The article considers approaches to implementing cloud services into distributed network infrastructure. An overview of modern platforms (AWS, Microsoft Azure, Google Cloud Platform) and monitoring systems (Prometheus, Grafana) is provided, automation methods and resource scaling algorithms based on events and metrics are described. The main focus is on the implementation and verification of models that ensure dynamic scaling, fault tolerance, and cost optimization. The purpose of the work is to analyze leading cloud platforms, implement and verify a model for managing distributed network infrastructure using cloud services, which provides: centralized monitoring using Prometheus and Grafana; adaptive scaling of resources based on metrics and security of data transmission between local nodes and cloud services. The object of research is the process of integrating cloud technologies into the infrastructure of distributed networks. The subject is software, tools, methods, models for monitoring and managing distributed networks. The authors developed an infrastructure management model using integration with a public cloud. Several load scenarios were simulated and private, public, and hybrid integration models were compared in terms of performance, fault tolerance, and costs. Algorithms for automatic scaling based on Prometheus Alertmanager and AWS Auto Scaling are presented, and a set of practical recommendations for the secure integration of cloud services into distributed networks is proposed. The management system was modeled with the integration of Prometheus and Grafana tools. The results confirm that the integration of cloud solutions and Software-Defined Networking (SDN) methods allows for a significant increase in the performance and resilience of the network infrastructure, which is critical for modern scalable solutions. The results obtained can be used when modernizing corporate network infrastructure to increase its reliability and efficiency. The results showed that as the number of users increases, latency increases, but the system maintains functionality even under peak conditions.

References

1. Рудьковський О. Р., Киричек Г. Г. Програмний комплекс з підтримки розподіленої взаємодії мережевих пристроїв та додатків. Вчені записки ТНУ ім. В.І. Вернадського. Серія «Технічні науки». 2021. Вип. 32(71). № 2. С. 229–234. DOI https://doi.org/10.32838/2663-5941/2021.2-1/36.

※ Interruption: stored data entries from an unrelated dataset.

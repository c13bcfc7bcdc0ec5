//! HTTP client against a local wiremock server.

use advisor::service::error::RequestError;
use advisor::service::types::SlideImage;
use advisor::{AdvisorError, AdvisorService, HttpAdvisorClient, Persona, Query};
use base64::Engine;
use base64::engine::general_purpose::STANDARD;
use serde_json::json;
use wiremock::matchers::{body_string_contains, method, path};
use wiremock::{Mock, MockServer, ResponseTemplate};

async fn client_for(server: &MockServer) -> HttpAdvisorClient {
    HttpAdvisorClient::new(&server.uri(), "Canon TS6330").unwrap()
}

fn ink_query() -> Query {
    Query::new("インクが出ない", Persona::Technical).unwrap()
}

fn diagnosis_body() -> serde_json::Value {
    json!({
        "probable_causes": ["Ink tank is empty", "Print head is clogged"],
        "confidence": 0.82,
        "steps": ["Check the ink level", "Run a cleaning cycle"],
        "cautions": ["Turn the printer off before opening the cover"],
        "disclaimer": "Based on the uploaded manual.",
        "referenced_pages": [12],
        "source_file": "TS6330.pdf",
        "request_id": "req-1"
    })
}

#[tokio::test]
async fn diagnose_decodes_success_body() {
    let server = MockServer::start().await;
    Mock::given(method("POST"))
        .and(path("/api/diagnose"))
        .and(body_string_contains("Canon TS6330"))
        .and(body_string_contains("Technical"))
        .respond_with(ResponseTemplate::new(200).set_body_json(diagnosis_body()))
        .expect(1)
        .mount(&server)
        .await;

    let result = client_for(&server).await.diagnose(&ink_query()).await.unwrap();

    assert_eq!(result.probable_causes.len(), 2);
    assert_eq!(result.referenced_pages, vec![12]);
    assert_eq!(result.source_file.as_deref(), Some("TS6330.pdf"));
    assert!(result.visual_page.is_none());
}

#[tokio::test]
async fn gateway_statuses_mean_service_busy() {
    for status in [504u16, 502] {
        let server = MockServer::start().await;
        Mock::given(method("POST"))
            .and(path("/api/diagnose"))
            .respond_with(ResponseTemplate::new(status).set_body_string("upstream timed out"))
            .mount(&server)
            .await;

        let err = client_for(&server)
            .await
            .diagnose(&ink_query())
            .await
            .unwrap_err();
        assert_eq!(
            err,
            RequestError::ServiceBusy {
                status: Some(status)
            }
        );
    }
}

#[tokio::test]
async fn server_error_carries_detail() {
    let server = MockServer::start().await;
    Mock::given(method("POST"))
        .and(path("/api/diagnose"))
        .respond_with(
            ResponseTemplate::new(500).set_body_json(json!({"detail": "No manual uploaded"})),
        )
        .mount(&server)
        .await;

    let err = client_for(&server)
        .await
        .diagnose(&ink_query())
        .await
        .unwrap_err();
    assert_eq!(
        err,
        RequestError::RequestFailed {
            status: Some(500),
            detail: "No manual uploaded".to_string(),
        }
    );
}

#[tokio::test]
async fn out_of_range_confidence_is_malformed() {
    let server = MockServer::start().await;
    let mut body = diagnosis_body();
    body["confidence"] = json!(1.7);
    Mock::given(method("POST"))
        .and(path("/api/diagnose"))
        .respond_with(ResponseTemplate::new(200).set_body_json(body))
        .mount(&server)
        .await;

    let err = client_for(&server)
        .await
        .diagnose(&ink_query())
        .await
        .unwrap_err();
    assert!(matches!(err, RequestError::MalformedResponse { .. }));
}

#[tokio::test]
async fn video_decodes_slides_and_narration() {
    let server = MockServer::start().await;
    let audio = STANDARD.encode([1u8, 2, 3, 4]);
    let image = format!("data:image/png;base64,{}", STANDARD.encode([137u8, 80, 78, 71]));
    Mock::given(method("POST"))
        .and(path("/api/generate_video"))
        .and(body_string_contains("YouTuber"))
        .respond_with(ResponseTemplate::new(200).set_body_json(json!({
            "script": "Let's check the ink.",
            "audio_base64": audio,
            "slides": [
                {"type": "title", "text": "Ink problems", "start_offset_seconds": 0.0},
                {"type": "step", "text": "Open the cover", "image": image, "start_offset_seconds": 5.0},
                {"type": "step", "text": "Check the tank", "start_offset_seconds": 15.0}
            ],
            "duration_seconds": 20.0
        })))
        .mount(&server)
        .await;

    let query = Query::new("インクが出ない", Persona::Presenter).unwrap();
    let asset = client_for(&server)
        .await
        .generate_video(&query)
        .await
        .unwrap();

    assert_eq!(asset.narration, vec![1, 2, 3, 4]);
    assert_eq!(asset.duration_hint, Some(20.0));
    let offsets: Vec<f64> = asset.slides.iter().map(|s| s.start_offset_seconds).collect();
    assert_eq!(offsets, vec![0.0, 5.0, 15.0]);
    assert!(matches!(asset.slides[1].image, Some(SlideImage::Inline(_))));
}

#[tokio::test]
async fn video_without_slides_is_malformed() {
    let server = MockServer::start().await;
    Mock::given(method("POST"))
        .and(path("/api/generate_video"))
        .respond_with(ResponseTemplate::new(200).set_body_json(json!({
            "script": "",
            "audio_base64": STANDARD.encode([0u8; 8]),
            "slides": []
        })))
        .mount(&server)
        .await;

    let err = client_for(&server)
        .await
        .generate_video(&ink_query())
        .await
        .unwrap_err();
    assert!(matches!(err, RequestError::MalformedResponse { .. }));
}

#[tokio::test]
async fn status_reports_loaded_manuals() {
    let server = MockServer::start().await;
    Mock::given(method("GET"))
        .and(path("/api/status"))
        .respond_with(ResponseTemplate::new(200).set_body_json(json!({
            "manuals": ["TS6330.pdf"],
            "is_context_loaded": true,
            "context_length": 48213,
            "is_gemini_cached": true
        })))
        .mount(&server)
        .await;

    let status = client_for(&server).await.status().await.unwrap();
    assert_eq!(status.manuals, vec!["TS6330.pdf".to_string()]);
    assert!(status.is_context_loaded);
    assert_eq!(status.is_cached, Some(true));
}

#[tokio::test]
async fn upload_reports_service_detail() {
    let server = MockServer::start().await;
    Mock::given(method("POST"))
        .and(path("/api/upload"))
        .respond_with(
            ResponseTemplate::new(400).set_body_json(json!({"detail": "PDF is encrypted"})),
        )
        .mount(&server)
        .await;

    let dir = tempfile::tempdir().unwrap();
    let manual = dir.path().join("manual.pdf");
    std::fs::write(&manual, b"%PDF-1.4\n").unwrap();

    match client_for(&server).await.upload(&manual).await {
        Err(AdvisorError::UploadRejected { message }) => assert_eq!(message, "PDF is encrypted"),
        other => panic!("Expected UploadRejected, got {other:?}"),
    }
}

#[tokio::test]
async fn upload_refuses_non_pdf_without_contacting_service() {
    let server = MockServer::start().await;
    Mock::given(method("POST"))
        .and(path("/api/upload"))
        .respond_with(ResponseTemplate::new(200))
        .expect(0)
        .mount(&server)
        .await;

    let dir = tempfile::tempdir().unwrap();
    let notes = dir.path().join("notes.txt");
    std::fs::write(&notes, b"not a manual").unwrap();

    let err = client_for(&server).await.upload(&notes).await.unwrap_err();
    assert!(matches!(err, AdvisorError::UploadRejected { .. }));
}

#[tokio::test]
async fn feedback_sends_result_and_comment() {
    let server = MockServer::start().await;
    Mock::given(method("POST"))
        .and(path("/api/feedback"))
        .and(body_string_contains("resolved"))
        .and(body_string_contains("cleaning fixed it"))
        .respond_with(ResponseTemplate::new(200).set_body_json(json!({"status": "ok"})))
        .expect(1)
        .mount(&server)
        .await;

    let ack = client_for(&server)
        .await
        .send_feedback("resolved", Some("cleaning fixed it"))
        .await
        .unwrap();
    assert_eq!(ack.status, "ok");
    assert!(ack.message.is_none());
}

#[tokio::test]
async fn script_endpoint_returns_text() {
    let server = MockServer::start().await;
    Mock::given(method("POST"))
        .and(path("/api/generate_script"))
        .respond_with(
            ResponseTemplate::new(200).set_body_json(json!({"script": "First, open the cover."})),
        )
        .mount(&server)
        .await;

    let script = client_for(&server)
        .await
        .generate_script(&ink_query())
        .await
        .unwrap();
    assert_eq!(script, "First, open the cover.");
}
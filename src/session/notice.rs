//! Session activity notices for renderers and log followers.

use crate::session::state::{Effect, Event, Outcome, SessionState, Step, VideoState};
use crate::transcript::CaptureErrorKind;
use serde::Serialize;

#[derive(Debug, Clone, PartialEq, Serialize)]
#[serde(tag = "type", rename_all = "snake_case")]
pub enum SessionNotice {
    Transition {
        from: String,
        to: String,
        cycle: Option<u64>,
    },
    DiagnosisRequested {
        cycle: u64,
        query: String,
        persona: String,
    },
    DiagnosisReady {
        cycle: u64,
        causes: usize,
        confidence: f64,
        pages: Vec<u32>,
    },
    DiagnosisFailed {
        cycle: u64,
        kind: String,
        message: String,
    },
    VideoRequested {
        cycle: u64,
    },
    VideoReady {
        cycle: u64,
        slides: usize,
    },
    VideoFailed {
        cycle: u64,
        kind: String,
        message: String,
    },
    Rejected {
        event: String,
        reason: String,
    },
    /// A completion that arrived for a superseded cycle.
    Discarded {
        event: String,
        cycle: Option<u64>,
    },
    CaptureFailed {
        reason: CaptureErrorKind,
        message: String,
    },
}

impl SessionNotice {
    /// Lowest `-v` count at which the notice is shown.
    ///
    /// Rejections are reported to the caller through the returned outcome,
    /// so the notice only matters to log followers.
    pub fn min_verbosity(&self) -> u8 {
        match self {
            SessionNotice::Discarded { .. } => 2,
            SessionNotice::Transition { .. }
            | SessionNotice::Rejected { .. }
            | SessionNotice::DiagnosisRequested { .. }
            | SessionNotice::VideoRequested { .. }
            | SessionNotice::DiagnosisReady { .. } => 1,
            _ => 0,
        }
    }
}

/// Describe what one applied event did.
pub fn describe(before: &SessionState, event: &Event, step: &Step) -> Vec<SessionNotice> {
    let mut notices = Vec::new();
    match step.outcome {
        Outcome::Rejected(reason) => {
            notices.push(SessionNotice::Rejected {
                event: event.name().to_string(),
                reason: reason.to_string(),
            });
            return notices;
        }
        Outcome::Discarded => {
            let cycle = match event {
                Event::DiagnosisCompleted { cycle, .. } | Event::VideoCompleted { cycle, .. } => {
                    Some(cycle.0)
                }
                _ => None,
            };
            notices.push(SessionNotice::Discarded {
                event: event.name().to_string(),
                cycle,
            });
            return notices;
        }
        Outcome::Applied => {}
    }

    let after = step.session.state();
    if before.name() != after.name() {
        notices.push(SessionNotice::Transition {
            from: before.name().to_string(),
            to: after.name().to_string(),
            cycle: after.cycle().map(|c| c.0),
        });
    }

    if let Event::CaptureFailed(kind) = event {
        notices.push(SessionNotice::CaptureFailed {
            reason: kind.clone(),
            message: kind.to_string(),
        });
    }

    match (event, after) {
        (Event::DiagnosisCompleted { .. }, SessionState::Ready { cycle, result, .. }) => {
            notices.push(SessionNotice::DiagnosisReady {
                cycle: cycle.0,
                causes: result.probable_causes.len(),
                confidence: result.confidence,
                pages: result.referenced_pages.clone(),
            });
        }
        (Event::DiagnosisCompleted { .. }, SessionState::Failed { cycle, reason, .. }) => {
            notices.push(SessionNotice::DiagnosisFailed {
                cycle: cycle.0,
                kind: reason.kind().to_string(),
                message: reason.user_message().to_string(),
            });
        }
        (Event::VideoCompleted { .. }, SessionState::Ready { cycle, video, .. }) => match video {
            VideoState::Ready(asset) => notices.push(SessionNotice::VideoReady {
                cycle: cycle.0,
                slides: asset.slides.len(),
            }),
            VideoState::Failed(reason) => notices.push(SessionNotice::VideoFailed {
                cycle: cycle.0,
                kind: reason.kind().to_string(),
                message: reason.to_string(),
            }),
            VideoState::Pending | VideoState::Skipped => {}
        },
        _ => {}
    }

    for effect in &step.effects {
        notices.push(match effect {
            Effect::RequestDiagnosis { cycle, query } => SessionNotice::DiagnosisRequested {
                cycle: cycle.0,
                query: query.text().to_string(),
                persona: query.persona().to_string(),
            },
            Effect::RequestVideo { cycle, .. } => SessionNotice::VideoRequested { cycle: cycle.0 },
        });
    }

    notices
}

#[cfg(test)]
mod tests {
    use super::*;
    use crate::service::error::RequestError;
    use crate::service::mock::sample_diagnosis;
    use crate::service::types::{Persona, Query};
    use crate::session::state::{CycleId, Session};

    #[test]
    fn test_submit_describes_transition_and_request() {
        let session = Session::default();
        let event = Event::Submit(Query::new("paper jam", Persona::Technical).unwrap());
        let before = session.state().clone();
        let step = session.apply(event.clone());
        let notices = describe(&before, &event, &step);
        assert_eq!(
            notices,
            vec![
                SessionNotice::Transition {
                    from: "idle".to_string(),
                    to: "diagnosing".to_string(),
                    cycle: Some(1),
                },
                SessionNotice::DiagnosisRequested {
                    cycle: 1,
                    query: "paper jam".to_string(),
                    persona: "Technical".to_string(),
                },
            ]
        );
    }

    #[test]
    fn test_diagnosis_ready_notice() {
        let session = Session::default()
            .apply(Event::Utterance("a".to_string()))
            .session;
        let before = session.state().clone();
        let event = Event::DiagnosisCompleted {
            cycle: CycleId(1),
            result: Ok(sample_diagnosis(&[12, 13])),
        };
        let step = session.apply(event.clone());
        let notices = describe(&before, &event, &step);
        assert!(notices.contains(&SessionNotice::DiagnosisReady {
            cycle: 1,
            causes: 1,
            confidence: 0.85,
            pages: vec![12, 13],
        }));
        assert!(notices.contains(&SessionNotice::VideoRequested { cycle: 1 }));
    }

    #[test]
    fn test_discarded_notice_carries_cycle() {
        let session = Session::default();
        let event = Event::DiagnosisCompleted {
            cycle: CycleId(7),
            result: Err(RequestError::ServiceBusy { status: None }),
        };
        let before = session.state().clone();
        let step = session.apply(event.clone());
        let notices = describe(&before, &event, &step);
        assert_eq!(
            notices,
            vec![SessionNotice::Discarded {
                event: "diagnosis_completed".to_string(),
                cycle: Some(7),
            }]
        );
        assert_eq!(notices[0].min_verbosity(), 2);
    }

    #[test]
    fn test_notice_serializes_with_type_tag() {
        let notice = SessionNotice::VideoReady { cycle: 2, slides: 3 };
        let json = serde_json::to_string(&notice).unwrap();
        assert_eq!(json, r#"{"type":"video_ready","cycle":2,"slides":3}"#);
    }

    #[test]
    fn test_capture_failure_notice_carries_kind() {
        let capturing = Session::default().apply(Event::CaptureStarted).session;
        let before = capturing.state().clone();
        let event = Event::CaptureFailed(CaptureErrorKind::Other("mic unplugged".to_string()));
        let step = capturing.apply(event.clone());
        let notices = describe(&before, &event, &step);

        let failure = notices
            .iter()
            .find(|n| matches!(n, SessionNotice::CaptureFailed { .. }))
            .unwrap();
        let json = serde_json::to_string(failure).unwrap();
        assert_eq!(
            json,
            r#"{"type":"capture_failed","reason":{"kind":"other","detail":"mic unplugged"},"message":"speech capture failed: mic unplugged"}"#
        );
        assert_eq!(failure.min_verbosity(), 0);
    }
}
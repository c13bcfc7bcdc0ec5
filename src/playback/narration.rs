//! Narration audio: duration probing and a clock-driven playback position.
//!
//! With the `cpal-audio` feature the narration is heard through the speaker
//! (see `playback::speaker`). [`ClockedNarration`] is the silent stand-in for
//! headless runs and tests: its position advances with a clock.

use crate::playback::decode::decode_narration;
use std::io::Cursor;
use std::sync::Mutex;
use std::time::{Duration, Instant};

/// Trait for time operations, allowing mock time in tests.
pub trait Clock: Send + Sync {
    /// Returns the current instant.
    fn now(&self) -> Instant;
}

/// Real system clock using `std::time::Instant::now()`.
#[derive(Debug, Clone, Copy, Default)]
pub struct SystemClock;

impl Clock for SystemClock {
    fn now(&self) -> Instant {
        Instant::now()
    }
}

/// Manually advanced clock for deterministic tests.
#[derive(Debug)]
pub struct MockClock {
    now: Mutex<Instant>,
}

impl MockClock {
    pub fn new() -> Self {
        Self {
            now: Mutex::new(Instant::now()),
        }
    }

    pub fn advance(&self, by: Duration) {
        if let Ok(mut now) = self.now.lock() {
            *now += by;
        }
    }
}

impl Default for MockClock {
    fn default() -> Self {
        Self::new()
    }
}

impl Clock for MockClock {
    fn now(&self) -> Instant {
        match self.now.lock() {
            Ok(now) => *now,
            Err(poisoned) => *poisoned.into_inner(),
        }
    }
}

impl<C: Clock> Clock for std::sync::Arc<C> {
    fn now(&self) -> Instant {
        (**self).now()
    }
}

/// Where a narration duration came from.
#[derive(Debug, Clone, Copy, PartialEq, Eq)]
pub enum DurationSource {
    /// Read from the WAV header.
    WavHeader,
    /// Counted from decoded frames.
    Decoded,
    /// Sent by the service alongside the audio.
    ServiceHint,
    /// Nothing usable; the duration is zero and playback is refused.
    Unknown,
}

/// Determine narration length in seconds.
///
/// Order: WAV header, decoded frame count, then the service hint.
pub fn measure_duration(audio: &[u8], hint: Option<f64>) -> (f64, DurationSource) {
    if let Some(seconds) = wav_duration(audio) {
        return (seconds, DurationSource::WavHeader);
    }
    if let Ok(decoded) = decode_narration(audio) {
        return (decoded.duration_seconds(), DurationSource::Decoded);
    }
    if let Some(seconds) = hint.filter(|s| s.is_finite() && *s > 0.0) {
        return (seconds, DurationSource::ServiceHint);
    }
    (0.0, DurationSource::Unknown)
}

fn wav_duration(audio: &[u8]) -> Option<f64> {
    let reader = hound::WavReader::new(Cursor::new(audio)).ok()?;
    let sample_rate = reader.spec().sample_rate;
    if sample_rate == 0 {
        return None;
    }
    Some(f64::from(reader.duration()) / f64::from(sample_rate))
}

/// Audio playback subsystem as seen by the player.
pub trait NarrationOutput {
    fn play(&mut self);
    fn pause(&mut self);
    fn seek(&mut self, seconds: f64);
    /// Current position in seconds, within `[0, duration]`.
    fn position(&self) -> f64;
    fn duration(&self) -> f64;
    fn is_playing(&self) -> bool;
}

/// Narration whose position advances with a clock while playing.
pub struct ClockedNarration<C: Clock = SystemClock> {
    clock: C,
    duration: f64,
    offset: f64,
    started: Option<Instant>,
}

impl ClockedNarration<SystemClock> {
    pub fn new(duration: f64) -> Self {
        Self::with_clock(duration, SystemClock)
    }
}

impl<C: Clock> ClockedNarration<C> {
    pub fn with_clock(duration: f64, clock: C) -> Self {
        Self {
            clock,
            duration: if duration.is_finite() { duration.max(0.0) } else { 0.0 },
            offset: 0.0,
            started: None,
        }
    }
}

impl<C: Clock> NarrationOutput for ClockedNarration<C> {
    fn play(&mut self) {
        if self.started.is_some() {
            return;
        }
        if self.offset >= self.duration {
            self.offset = 0.0;
        }
        self.started = Some(self.clock.now());
    }

    fn pause(&mut self) {
        self.offset = self.position();
        self.started = None;
    }

    fn seek(&mut self, seconds: f64) {
        if !seconds.is_finite() {
            return;
        }
        self.offset = seconds.clamp(0.0, self.duration);
        if self.started.is_some() {
            self.started = Some(self.clock.now());
        }
    }

    fn position(&self) -> f64 {
        let running = self
            .started
            .map(|start| self.clock.now().saturating_duration_since(start).as_secs_f64())
            .unwrap_or(0.0);
        (self.offset + running).min(self.duration)
    }

    fn duration(&self) -> f64 {
        self.duration
    }

    fn is_playing(&self) -> bool {
        self.started.is_some() && self.position() < self.duration
    }
}

#[cfg(test)]
mod tests {
    use super::*;
    use crate::playback::decode::tests::{silent_mp3, wav_bytes};
    use std::sync::Arc;

    #[test]
    fn test_wav_header_duration() {
        let audio = wav_bytes(3, 8000, 1);
        let (seconds, source) = measure_duration(&audio, Some(99.0));
        assert_eq!(source, DurationSource::WavHeader);
        assert!((seconds - 3.0).abs() < 1e-9);
    }

    #[test]
    fn test_mp3_length_from_frames() {
        // ~80 kB at 128 kbit/s lasts about 5 seconds, whatever the hint says.
        let audio = silent_mp3(192);
        let (seconds, source) = measure_duration(&audio, None);
        assert_eq!(source, DurationSource::Decoded);
        assert!((seconds - 5.0).abs() < 0.1, "got {seconds}");

        let (seconds, source) = measure_duration(&audio, Some(20.0));
        assert_eq!(source, DurationSource::Decoded);
        assert!(seconds < 6.0);
    }

    #[test]
    fn test_hint_when_undecodable() {
        let (seconds, source) = measure_duration(b"ID3\x04\x00fake-mp3", Some(20.0));
        assert_eq!(source, DurationSource::ServiceHint);
        assert_eq!(seconds, 20.0);
    }

    #[test]
    fn test_unknown_without_hint() {
        let (seconds, source) = measure_duration(&[0u8; 4000], None);
        assert_eq!(source, DurationSource::Unknown);
        assert_eq!(seconds, 0.0);

        let (_, source) = measure_duration(&[0u8; 10], Some(f64::NAN));
        assert_eq!(source, DurationSource::Unknown);
    }

    #[test]
    fn test_clocked_narration_advances_while_playing() {
        let clock = Arc::new(MockClock::new());
        let mut narration = ClockedNarration::with_clock(20.0, Arc::clone(&clock));
        assert_eq!(narration.position(), 0.0);

        narration.play();
        clock.advance(Duration::from_secs(7));
        assert!((narration.position() - 7.0).abs() < 1e-9);
        assert!(narration.is_playing());

        narration.pause();
        clock.advance(Duration::from_secs(5));
        assert!((narration.position() - 7.0).abs() < 1e-9);
        assert!(!narration.is_playing());
    }

    #[test]
    fn test_clocked_narration_stops_at_end() {
        let clock = Arc::new(MockClock::new());
        let mut narration = ClockedNarration::with_clock(10.0, Arc::clone(&clock));
        narration.play();
        clock.advance(Duration::from_secs(15));
        assert_eq!(narration.position(), 10.0);
        assert!(!narration.is_playing());
    }

    #[test]
    fn test_clocked_narration_seek_while_playing() {
        let clock = Arc::new(MockClock::new());
        let mut narration = ClockedNarration::with_clock(30.0, Arc::clone(&clock));
        narration.play();
        clock.advance(Duration::from_secs(12));
        narration.seek(2.0);
        clock.advance(Duration::from_secs(1));
        assert!((narration.position() - 3.0).abs() < 1e-9);
        narration.seek(-5.0);
        assert_eq!(narration.position(), 0.0);
    }

    #[test]
    fn test_clocked_narration_replays_from_end() {
        let clock = Arc::new(MockClock::new());
        let mut narration = ClockedNarration::with_clock(4.0, Arc::clone(&clock));
        narration.play();
        clock.advance(Duration::from_secs(4));
        narration.pause();
        narration.play();
        assert_eq!(narration.position(), 0.0);
    }
}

2. Zhang F., Cao J., Li K., Khan S. U., Hwang K. Multi-objective scheduling of many tasks in cloud platforms. Future generation computer systems, 2014, 37: 309–320. DOI https://doi.org/10.1016/j.future.2013.09.006.
3. Tiahunova M., Tronkina O., Kirichek G., Skrupsky S. The Neural Network for Emotions Recognition under Special Conditions. In: CMIS. Vol-2864, 2021. p. 121–134. URL: https://ceur-ws.org/Vol-2864/paper11.pdf.
4. Киричек Г. Г., Гаркуша В. Ю. Віртуалізація хостів на основі Proxmox VE в умовах надлишкового використання ресурсів. Вчені записки ТНУ імені В.І. Вернадського. Серія «Технічні науки». 2021. Вип. 32 (71). № 1. С. 78–84. DOI https://doi.org/10.32838/2663-5941/2021.1-1/13.
5. Sharma R. A review on software defined networking. Int J Sci Res Comput Sci Eng Inf Technol, 2021, 11–14. DOI https://doi.org/10.32628/CSEIT21728.
6. Kreutz D., Ramos F.M., Verissimo P.E., Rothenberg C.E., Azodolmolky S., Uhlig S. Software-defined networking: A comprehensive survey. Proceedings of the IEEE, 2014. 103.1, 14–76. DOI https://doi.org/10.1109/JPROC.2014.2371999.
7. Yanamala A. K. Y. Emerging challenges in cloud computing security: A comprehensive review. International Journal of Advanced Engineering Technologies and Innovations, 2024. 1.4, 448–479. URL: https://thesisexpertsofficial.com/pdfs/4.pdf
8. Rowshanrad S., Namvarasl S., Abdi V., Hajizadeh M., Keshtgary M. A survey on SDN, the future of networking. Journal of Advanced Computer Science & Technology, 2014. 3.2, 232. DOI https://doi.org/10.14419/jacst.v3i2.3754.
9. Koponen T., Casado M., Gude N., Stribling J., Poutievski L., Zhu M., Ramanathan R., Iwata Y., Inoue H., Hama T., Shenker S. Onix: A distributed control platform for large-scale production networks. In: 9th USENIX symposium on operating systems design and implementation (OSDI 10). 2010. URL: https://www.usenix.org/legacy/event/osdi10/tech/full_papers/Koponen.pdf.
10. Mell P., Grance, T. The NIST definition of cloud computing. 2011. URL: https://faculty.winthrop.edu/domanm/csci411/Handouts/NIST.pdf.
11. Subashini S., Kavitha V. A survey on security issues in service delivery models of cloud computing. Journal of network and computer applications, 2011. 34.1, 1–11. DOI https://doi.org/10.1016/j.jnca.2010.07.006.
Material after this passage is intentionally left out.